- Records supplied:
Content starts
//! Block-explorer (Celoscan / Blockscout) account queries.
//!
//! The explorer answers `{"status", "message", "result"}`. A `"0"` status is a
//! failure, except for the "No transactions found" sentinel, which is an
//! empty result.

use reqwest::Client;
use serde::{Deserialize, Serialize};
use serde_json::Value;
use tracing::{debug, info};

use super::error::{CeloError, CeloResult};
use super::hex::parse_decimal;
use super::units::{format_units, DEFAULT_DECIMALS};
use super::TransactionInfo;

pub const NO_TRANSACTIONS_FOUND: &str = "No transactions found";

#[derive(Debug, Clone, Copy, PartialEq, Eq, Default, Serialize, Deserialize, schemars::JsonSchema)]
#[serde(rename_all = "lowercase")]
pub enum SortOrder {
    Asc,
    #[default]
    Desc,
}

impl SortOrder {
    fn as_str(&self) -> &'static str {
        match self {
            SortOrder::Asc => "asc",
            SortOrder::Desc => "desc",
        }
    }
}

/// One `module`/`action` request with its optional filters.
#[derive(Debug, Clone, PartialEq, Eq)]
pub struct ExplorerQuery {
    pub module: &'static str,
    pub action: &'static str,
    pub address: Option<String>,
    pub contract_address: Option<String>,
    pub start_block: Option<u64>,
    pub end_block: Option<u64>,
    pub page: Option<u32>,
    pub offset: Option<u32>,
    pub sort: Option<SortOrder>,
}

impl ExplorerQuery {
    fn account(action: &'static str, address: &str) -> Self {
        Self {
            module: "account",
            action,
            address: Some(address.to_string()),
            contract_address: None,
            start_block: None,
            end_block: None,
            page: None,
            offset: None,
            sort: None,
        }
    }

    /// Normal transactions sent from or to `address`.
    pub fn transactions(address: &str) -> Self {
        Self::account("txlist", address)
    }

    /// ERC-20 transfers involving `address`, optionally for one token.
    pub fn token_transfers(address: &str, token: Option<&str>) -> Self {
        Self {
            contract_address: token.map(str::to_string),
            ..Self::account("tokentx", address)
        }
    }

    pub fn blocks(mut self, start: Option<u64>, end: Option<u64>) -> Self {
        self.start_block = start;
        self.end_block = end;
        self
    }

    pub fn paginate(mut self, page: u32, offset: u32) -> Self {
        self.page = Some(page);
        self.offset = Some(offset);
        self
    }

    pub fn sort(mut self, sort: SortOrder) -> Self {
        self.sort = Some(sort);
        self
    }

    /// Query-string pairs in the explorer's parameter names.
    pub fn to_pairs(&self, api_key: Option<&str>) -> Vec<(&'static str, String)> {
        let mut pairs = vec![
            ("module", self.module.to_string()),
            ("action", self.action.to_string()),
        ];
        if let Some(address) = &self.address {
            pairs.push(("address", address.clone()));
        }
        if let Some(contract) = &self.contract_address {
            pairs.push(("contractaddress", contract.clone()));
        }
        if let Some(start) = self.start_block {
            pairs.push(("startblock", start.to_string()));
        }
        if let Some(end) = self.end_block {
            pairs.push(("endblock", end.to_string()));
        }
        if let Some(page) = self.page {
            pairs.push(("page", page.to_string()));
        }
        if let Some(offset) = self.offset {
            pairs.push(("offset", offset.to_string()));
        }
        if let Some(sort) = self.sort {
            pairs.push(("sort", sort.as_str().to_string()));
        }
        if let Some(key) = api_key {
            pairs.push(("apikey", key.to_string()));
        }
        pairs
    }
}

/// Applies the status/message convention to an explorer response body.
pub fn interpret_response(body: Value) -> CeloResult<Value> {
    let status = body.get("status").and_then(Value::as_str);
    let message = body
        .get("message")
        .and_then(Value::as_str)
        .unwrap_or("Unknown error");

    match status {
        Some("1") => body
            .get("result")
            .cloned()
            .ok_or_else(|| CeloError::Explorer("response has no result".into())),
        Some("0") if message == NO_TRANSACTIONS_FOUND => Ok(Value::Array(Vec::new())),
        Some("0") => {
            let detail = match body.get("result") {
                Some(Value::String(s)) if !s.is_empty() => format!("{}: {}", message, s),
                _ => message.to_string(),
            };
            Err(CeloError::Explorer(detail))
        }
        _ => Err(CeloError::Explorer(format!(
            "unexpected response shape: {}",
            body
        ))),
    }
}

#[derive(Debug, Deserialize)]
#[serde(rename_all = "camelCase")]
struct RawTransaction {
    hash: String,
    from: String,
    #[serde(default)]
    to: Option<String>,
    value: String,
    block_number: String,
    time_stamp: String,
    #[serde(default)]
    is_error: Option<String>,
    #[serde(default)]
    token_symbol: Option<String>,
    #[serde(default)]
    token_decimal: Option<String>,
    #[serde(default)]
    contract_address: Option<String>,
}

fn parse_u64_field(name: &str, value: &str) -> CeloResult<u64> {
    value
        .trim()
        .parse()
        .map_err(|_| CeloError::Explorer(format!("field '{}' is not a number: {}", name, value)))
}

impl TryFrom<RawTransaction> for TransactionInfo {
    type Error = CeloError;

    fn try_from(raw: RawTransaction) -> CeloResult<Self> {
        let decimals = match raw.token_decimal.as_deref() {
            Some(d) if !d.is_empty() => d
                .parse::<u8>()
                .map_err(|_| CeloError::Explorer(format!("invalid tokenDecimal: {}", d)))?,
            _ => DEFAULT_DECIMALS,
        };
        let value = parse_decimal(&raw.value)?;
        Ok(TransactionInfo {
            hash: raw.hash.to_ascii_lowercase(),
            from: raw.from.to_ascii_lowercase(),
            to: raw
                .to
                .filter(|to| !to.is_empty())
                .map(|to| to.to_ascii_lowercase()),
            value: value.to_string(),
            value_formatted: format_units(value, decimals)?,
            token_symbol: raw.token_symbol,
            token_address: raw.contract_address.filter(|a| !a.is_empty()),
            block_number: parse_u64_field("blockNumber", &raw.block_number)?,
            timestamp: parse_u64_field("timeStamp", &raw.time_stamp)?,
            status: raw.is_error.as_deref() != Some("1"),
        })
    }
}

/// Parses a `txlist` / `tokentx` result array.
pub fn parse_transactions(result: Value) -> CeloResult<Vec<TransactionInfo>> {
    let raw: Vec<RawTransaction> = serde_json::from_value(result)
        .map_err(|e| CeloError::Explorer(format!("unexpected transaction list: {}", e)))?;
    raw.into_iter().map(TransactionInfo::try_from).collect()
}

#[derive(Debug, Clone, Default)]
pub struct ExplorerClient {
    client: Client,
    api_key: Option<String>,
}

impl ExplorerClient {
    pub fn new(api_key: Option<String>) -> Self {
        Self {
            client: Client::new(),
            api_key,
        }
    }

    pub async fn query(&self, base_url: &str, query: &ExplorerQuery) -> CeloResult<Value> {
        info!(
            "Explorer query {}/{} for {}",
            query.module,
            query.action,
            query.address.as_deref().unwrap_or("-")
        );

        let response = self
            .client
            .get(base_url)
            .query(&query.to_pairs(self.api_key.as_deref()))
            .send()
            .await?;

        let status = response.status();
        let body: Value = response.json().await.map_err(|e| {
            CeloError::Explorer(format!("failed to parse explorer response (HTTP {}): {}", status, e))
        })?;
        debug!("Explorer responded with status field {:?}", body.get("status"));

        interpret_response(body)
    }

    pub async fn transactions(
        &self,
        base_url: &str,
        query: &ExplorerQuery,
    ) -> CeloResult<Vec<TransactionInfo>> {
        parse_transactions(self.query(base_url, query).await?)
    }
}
Content ends
Go through the listing and copy all of it exactly.

- Output:
//! Block-explorer (Celoscan / Blockscout) account queries.
//!
//! The explorer answers `{"status", "message", "result"}`. A `"0"` status is a
//! failure, except for the "No transactions found" sentinel, which is an
//! empty result.

use reqwest::Client;
use serde::{Deserialize, Serialize};
use serde_json::Value;
use tracing::{debug, info};

use super::error::{CeloError, CeloResult};
use super::hex::parse_decimal;
use super::units::{format_units, DEFAULT_DECIMALS};
use super::TransactionInfo;

pub const NO_TRANSACTIONS_FOUND: &str = "No transactions found";

#[derive(Debug, Clone, Copy, PartialEq, Eq, Default, Serialize, Deserialize, schemars::JsonSchema)]
#[serde(rename_all = "lowercase")]
pub enum SortOrder {
    Asc,
    #[default]
    Desc,
}

impl SortOrder {
    fn as_str(&self) -> &'static str {
        match self {
            SortOrder::Asc => "asc",
            SortOrder::Desc => "desc",
        }
    }
}

/// One `module`/`action` request with its optional filters.
#[derive(Debug, Clone, PartialEq, Eq)]
pub struct ExplorerQuery {
    pub module: &'static str,
    pub action: &'static str,
    pub address: Option<String>,
    pub contract_address: Option<String>,
    pub start_block: Option<u64>,
    pub end_block: Option<u64>,
    pub page: Option<u32>,
    pub offset: Option<u32>,
    pub sort: Option<SortOrder>,
}

impl ExplorerQuery {
    fn account(action: &'static str, address: &str) -> Self {
        Self {
            module: "account",
            action,
            address: Some(address.to_string()),
            contract_address: None,
            start_block: None,
            end_block: None,
            page: None,
            offset: None,
            sort: None,
        }
    }

    /// Normal transactions sent from or to `address`.
    pub fn transactions(address: &str) -> Self {
        Self::account("txlist", address)
    }

    /// ERC-20 transfers involving `address`, optionally for one token.
    pub fn token_transfers(address: &str, token: Option<&str>) -> Self {
        Self {
            contract_address: token.map(str::to_string),
            ..Self::account("tokentx", address)
        }
    }

    pub fn blocks(mut self, start: Option<u64>, end: Option<u64>) -> Self {
        self.start_block = start;
        self.end_block = end;
        self
    }

    pub fn paginate(mut self, page: u32, offset: u32) -> Self {
        self.page = Some(page);
        self.offset = Some(offset);
        self
    }

    pub fn sort(mut self, sort: SortOrder) -> Self {
        self.sort = Some(sort);
        self
    }

    /// Query-string pairs in the explorer's parameter names.
    pub fn to_pairs(&self, api_key: Option<&str>) -> Vec<(&'static str, String)> {
        let mut pairs = vec![
            ("module", self.module.to_string()),
            ("action", self.action.to_string()),
        ];
        if let Some(address) = &self.address {
            pairs.push(("address", address.clone()));
        }
        if let Some(contract) = &self.contract_address {
            pairs.push(("contractaddress", contract.clone()));
        }
        if let Some(start) = self.start_block {
            pairs.push(("startblock", start.to_string()));
        }
        if let Some(end) = self.end_block {
            pairs.push(("endblock", end.to_string()));
        }
        if let Some(page) = self.page {
            pairs.push(("page", page.to_string()));
        }
        if let Some(offset) = self.offset {
            pairs.push(("offset", offset.to_string()));
        }
        if let Some(sort) = self.sort {
            pairs.push(("sort", sort.as_str().to_string()));
        }
        if let Some(key) = api_key {
            pairs.push(("apikey", key.to_string()));
        }
        pairs
    }
}

/// Applies the status/message convention to an explorer response body.
pub fn interpret_response(body: Value) -> CeloResult<Value> {
    let status = body.get("status").and_then(Value::as_str);
    let message = body
        .get("message")
        .and_then(Value::as_str)
        .unwrap_or("Unknown error");

    match status {
        Some("1") => body
            .get("result")
            .cloned()
            .ok_or_else(|| CeloError::Explorer("response has no result".into())),
        Some("0") if message == NO_TRANSACTIONS_FOUND => Ok(Value::Array(Vec::new())),
        Some("0") => {
            let detail = match body.get("result") {
                Some(Value::String(s)) if !s.is_empty() => format!("{}: {}", message, s),
                _ => message.to_string(),
            };
            Err(CeloError::Explorer(detail))
        }
        _ => Err(CeloError::Explorer(format!(
            "unexpected response shape: {}",
            body
        ))),
    }
}

#[derive(Debug, Deserialize)]
#[serde(rename_all = "camelCase")]
struct RawTransaction {
    hash: String,
    from: String,
    #[serde(default)]
    to: Option<String>,
    value: String,
    block_number: String,
    time_stamp: String,
    #[serde(default)]
    is_error: Option<String>,
    #[serde(default)]
    token_symbol: Option<String>,
    #[serde(default)]
    token_decimal: Option<String>,
    #[serde(default)]
    contract_address: Option<String>,
}

fn parse_u64_field(name: &str, value: &str) -> CeloResult<u64> {
    value
        .trim()
        .parse()
        .map_err(|_| CeloError::Explorer(format!("field '{}' is not a number: {}", name, value)))
}

impl TryFrom<RawTransaction> for TransactionInfo {
    type Error = CeloError;

    fn try_from(raw: RawTransaction) -> CeloResult<Self> {
        let decimals = match raw.token_decimal.as_deref() {
            Some(d) if !d.is_empty() => d
                .parse::<u8>()
                .map_err(|_| CeloError::Explorer(format!("invalid tokenDecimal: {}", d)))?,
            _ => DEFAULT_DECIMALS,
        };
        let value = parse_decimal(&raw.value)?;
        Ok(TransactionInfo {
            hash: raw.hash.to_ascii_lowercase(),
            from: raw.from.to_ascii_lowercase(),
            to: raw
                .to
                .filter(|to| !to.is_empty())
                .map(|to| to.to_ascii_lowercase()),
            value: value.to_string(),
            value_formatted: format_units(value, decimals)?,
            token_symbol: raw.token_symbol,
            token_address: raw.contract_address.filter(|a| !a.is_empty()),
            block_number: parse_u64_field("blockNumber", &raw.block_number)?,
            timestamp: parse_u64_field("timeStamp", &raw.time_stamp)?,
            status: raw.is_error.as_deref() != Some("1"),
        })
    }
}

/// Parses a `txlist` / `tokentx` result array.
pub fn parse_transactions(result: Value) -> CeloResult<Vec<TransactionInfo>> {
    let raw: Vec<RawTransaction> = serde_json::from_value(result)
        .map_err(|e| CeloError::Explorer(format!("unexpected transaction list: {}", e)))?;
    raw.into_iter().map(TransactionInfo::try_from).collect()
}

#[derive(Debug, Clone, Default)]
pub struct ExplorerClient {
    client: Client,
    api_key: Option<String>,
}

impl ExplorerClient {
    pub fn new(api_key: Option<String>) -> Self {
        Self {
            client: Client::new(),
            api_key,
        }
    }

    pub async fn query(&self, base_url: &str, query: &ExplorerQuery) -> CeloResult<Value> {
        info!(
            "Explorer query {}/{} for {}",
            query.module,
            query.action,
            query.address.as_deref().unwrap_or("-")
        );

        let response = self
            .client
            .get(base_url)
            .query(&query.to_pairs(self.api_key.as_deref()))
            .send()
            .await?;

        let status = response.status();
        let body: Value = response.json().await.map_err(|e| {
            CeloError::Explorer(format!("failed to parse explorer response (HTTP {}): {}", status, e))
        })?;
        debug!("Explorer responded with status field {:?}", body.get("status"));

        interpret_response(body)
    }

    pub async fn transactions(
        &self,
        base_url: &str,
        query: &ExplorerQuery,
    ) -> CeloResult<Vec<TransactionInfo>> {
        parse_transactions(self.query(base_url, query).await?)
    }
}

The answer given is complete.